Ein Großteil der Häftlinge war dem Kommando „G“ zugeteilt, das in Tag- und Nachtschicht im Stollenbau eingesetzt war. Van Hoeij gehörte zunächst zum Kommando „K“ (möglicherweise von KZ), das die Steinbaracken baute und weitere Infrastrukturmaßnahmen leistete, wie die Herstellung der Wasser- und Elektrizitätsversorgung sowie das Entladen von Güterwaggons im nahe gelegenen Bahnhof Regenstein. Die Häftlinge marschierten um sechs Uhr in der Frühe ab und kehrten um 18.00 Uhr zurück. In völlig zerschlissener Kluft legten sie die mehr als elf Kilometer zwischen dem Lager und dem Mundloch des Stollens zurück. Unter strengster SS-Bewachung marschierten sie die Michaelsteiner Straße entlang, vorbei an der Gießerei zur Baustelle, unter den Augen der Einheimischen, die – wie andernorts auch – nach Kriegsende von dem Geschehen zumeist nichts mitbekommen haben wollten.

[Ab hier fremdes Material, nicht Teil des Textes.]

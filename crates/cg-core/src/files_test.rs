use super::*;
use crate::naming::Naming;
use serde_json::json;
use std::fs;
use tempfile::tempdir;

fn study(dir: &Path) -> StudyPaths {
    StudyPaths::new(dir, &StudyConfig::with_name("glioma")).unwrap()
}

#[test]
fn test_read_text_missing_file_fails_fast() {
    let dir = tempdir().unwrap();
    let err = read_text(&dir.path().join("absent.txt")).unwrap_err();
    assert!(matches!(err, CoreError::FileNotFound { .. }));
    assert!(err.to_string().contains("absent.txt"));
}

#[test]
fn test_read_bytes() {
    let dir = tempdir().unwrap();
    let path = dir.path().join("note.txt");
    assert!(matches!(
        read_bytes(&path).unwrap_err(),
        CoreError::FileNotFound { .. }
    ));
    fs::write(&path, b"MRI: lesion").unwrap();
    assert_eq!(read_bytes(&path).unwrap(), b"MRI: lesion");
}

#[test]
fn test_read_csv_missing_file_fails_fast() {
    let dir = tempdir().unwrap();
    let missing = dir.path().join("absent.csv");
    assert!(matches!(
        read_csv(&missing).err().unwrap(),
        CoreError::FileNotFound { .. }
    ));
    assert!(!missing.exists());
}

#[test]
fn test_read_json_missing_file_fails_fast() {
    let dir = tempdir().unwrap();
    let err = read_json::<serde_json::Value>(&dir.path().join("absent.json")).unwrap_err();
    assert!(matches!(err, CoreError::FileNotFound { .. }));
}

#[test]
fn test_missing_valueset_writes_nothing() {
    let dir = tempdir().unwrap();
    let paths = study(dir.path());
    assert!(paths.load_valueset("absent.json").is_err());
    assert!(!paths.output_dir().exists());
    assert!(!paths.valueset_dir().exists());
}

#[test]
fn test_write_text_creates_directories_and_overwrites() {
    let dir = tempdir().unwrap();
    let path = dir.path().join("a/b/c.sql");
    write_text(&path, "first").unwrap();
    write_text(&path, "second").unwrap();
    assert_eq!(read_text(&path).unwrap(), "second");
}

#[test]
fn test_json_roundtrip_is_pretty() {
    let dir = tempdir().unwrap();
    let path = dir.path().join("doc.json");
    let value = json!({"resourceType": "ValueSet", "id": "x"});
    write_json(&path, &value).unwrap();
    let text = read_text(&path).unwrap();
    assert!(text.contains("\n  \"id\": \"x\""));
    let back: serde_json::Value = read_json(&path).unwrap();
    assert_eq!(back, value);
}

#[test]
fn test_csv_roundtrip_without_header() {
    let dir = tempdir().unwrap();
    let path = dir.path().join("codes.csv");
    let rows = vec![
        vec!["http://snomed.info/sct", "393563007", "Glioma"],
        vec!["http://snomed.info/sct", "254938000", "Astrocytoma, NOS"],
    ];
    write_csv(&path, &rows).unwrap();

    let read: Vec<Vec<String>> = read_csv(&path).unwrap().collect::<CoreResult<_>>().unwrap();
    assert_eq!(read.len(), 2);
    assert_eq!(read[1][2], "Astrocytoma, NOS");

    // a second call starts from the first row again
    let first = read_csv(&path).unwrap().next().unwrap().unwrap();
    assert_eq!(first[1], "393563007");
}

#[test]
fn test_read_codings_csv() {
    let dir = tempdir().unwrap();
    let path = dir.path().join("topography.csv");
    fs::write(
        &path,
        "http://terminology.hl7.org/CodeSystem/icd-o-3,C71.1,Frontal lobe\n\
         http://terminology.hl7.org/CodeSystem/icd-o-3,C71.2,\"Temporal lobe, NOS\"\n",
    )
    .unwrap();
    let codes = read_codings_csv(&path).unwrap();
    assert_eq!(codes.len(), 2);
    assert_eq!(codes[1].display, "Temporal lobe, NOS");
}

#[test]
fn test_read_codings_csv_wrong_width() {
    let dir = tempdir().unwrap();
    let path = dir.path().join("bad.csv");
    fs::write(&path, "s,C71.1,Frontal lobe\ns,C71.2\n").unwrap();
    match read_codings_csv(&path).unwrap_err() {
        CoreError::CsvRow {
            line,
            expected,
            found,
            ..
        } => {
            assert_eq!(line, 2);
            assert_eq!(expected, 3);
            assert_eq!(found, 2);
        }
        other => panic!("unexpected error: {other}"),
    }
}

#[test]
fn test_study_paths_are_anchored_at_root() {
    let dir = tempdir().unwrap();
    let paths = study(dir.path());
    let root = dir.path().canonicalize().unwrap();
    assert_eq!(paths.root(), root.as_path());
    assert_eq!(paths.valueset("x.json"), root.join("valueset/x.json"));
    assert_eq!(paths.output("x.sql"), root.join("athena/x.sql"));
}

#[test]
fn test_load_valueset_single_or_list() {
    let dir = tempdir().unwrap();
    let paths = study(dir.path());
    write_json(&paths.valueset("one.json"), &json!({"id": "one"})).unwrap();
    write_json(&paths.valueset("many.json"), &json!([{"id": "a"}, {"id": "b"}])).unwrap();
    assert_eq!(paths.load_valueset("one.json").unwrap().len(), 1);
    assert_eq!(paths.load_valueset("many.json").unwrap().len(), 2);
}

#[test]
fn test_load_valueset_malformed() {
    let dir = tempdir().unwrap();
    let paths = study(dir.path());
    write_text(&paths.valueset("bad.json"), "\"just a string\"").unwrap();
    assert!(matches!(
        paths.load_valueset("bad.json").unwrap_err(),
        CoreError::ValueSetParse { .. }
    ));
}

#[test]
fn test_save_valueset_writes_list() {
    let dir = tempdir().unwrap();
    let paths = study(dir.path());
    let docs = vec![ValueSet::default()];
    let path = paths.save_valueset("saved.json", &docs).unwrap();
    let back: serde_json::Value = read_json(&path).unwrap();
    assert!(back.is_array());
}

#[test]
fn test_save_artifact_file_name_matches_table() {
    let dir = tempdir().unwrap();
    let paths = study(dir.path());
    let name = Naming::default().cohort("casedef", None);
    let artifact = SqlArtifact::new(name, "create or replace view glioma__cohort_casedef as select 1;");
    let path = paths.save_artifact(&artifact).unwrap();
    assert_eq!(path.file_name().unwrap(), "glioma__cohort_casedef.sql");
    assert_eq!(read_text(&path).unwrap(), artifact.contents);
}

#[test]
fn test_filter_expansion_file() {
    let dir = tempdir().unwrap();
    let paths = study(dir.path());
    write_json(
        &paths.valueset("topography.json"),
        &json!({
            "id": "topography",
            "expansion": {"contains": [
                {"system": "icdo3", "code": "C71.1", "display": "Frontal lobe"},
                {"system": "icdo3", "code": "C71.2", "display": "Temporal lobe"}
            ]}
        }),
    )
    .unwrap();
    let filtered = paths.filter_expansion_file("topography.json", &["FRONTAL"]).unwrap();
    assert_eq!(filtered.len(), 1);
    let codes = filtered[0].expansion_codings();
    assert_eq!(codes.len(), 1);
    assert_eq!(codes[0].code, "C71.1");
}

Mit durchschnittlich etwa 500 Häftlinge war dieses Buchenwald-Außenlager „Porphyr“ belegt; Ende Oktober 1944 wurde es dem neu gegründeten Konzentrationslagerkomplex Mittelbau-Dora zugeordnet. Schwerkranke waren nunmehr ins Revier nach Dora zu überstellen. Ein erster Transport mit 24 Kranken (22 Belgier, ein Deutscher und ein Pole) soll am 23. November 1944 abgegangen sein. Verstorbene brachte die SS anfangs in das Quedlinburger Krematorium, bald jedoch nach Buchenwald und ab Oktober 1944 nach Dora. Im Winter 1944/45, als die Wege unpassierbar waren, ließ die SS die Toten von Mithäftlingen nackt in Gruben am Nordrand des Lagers, außerhalb des Stacheldrahtes, verscharren. Neben der schweren körperlichen Arbeit setzte den Insassen des Außenlagers „Klosterwerke“ der ständige Hunger zu.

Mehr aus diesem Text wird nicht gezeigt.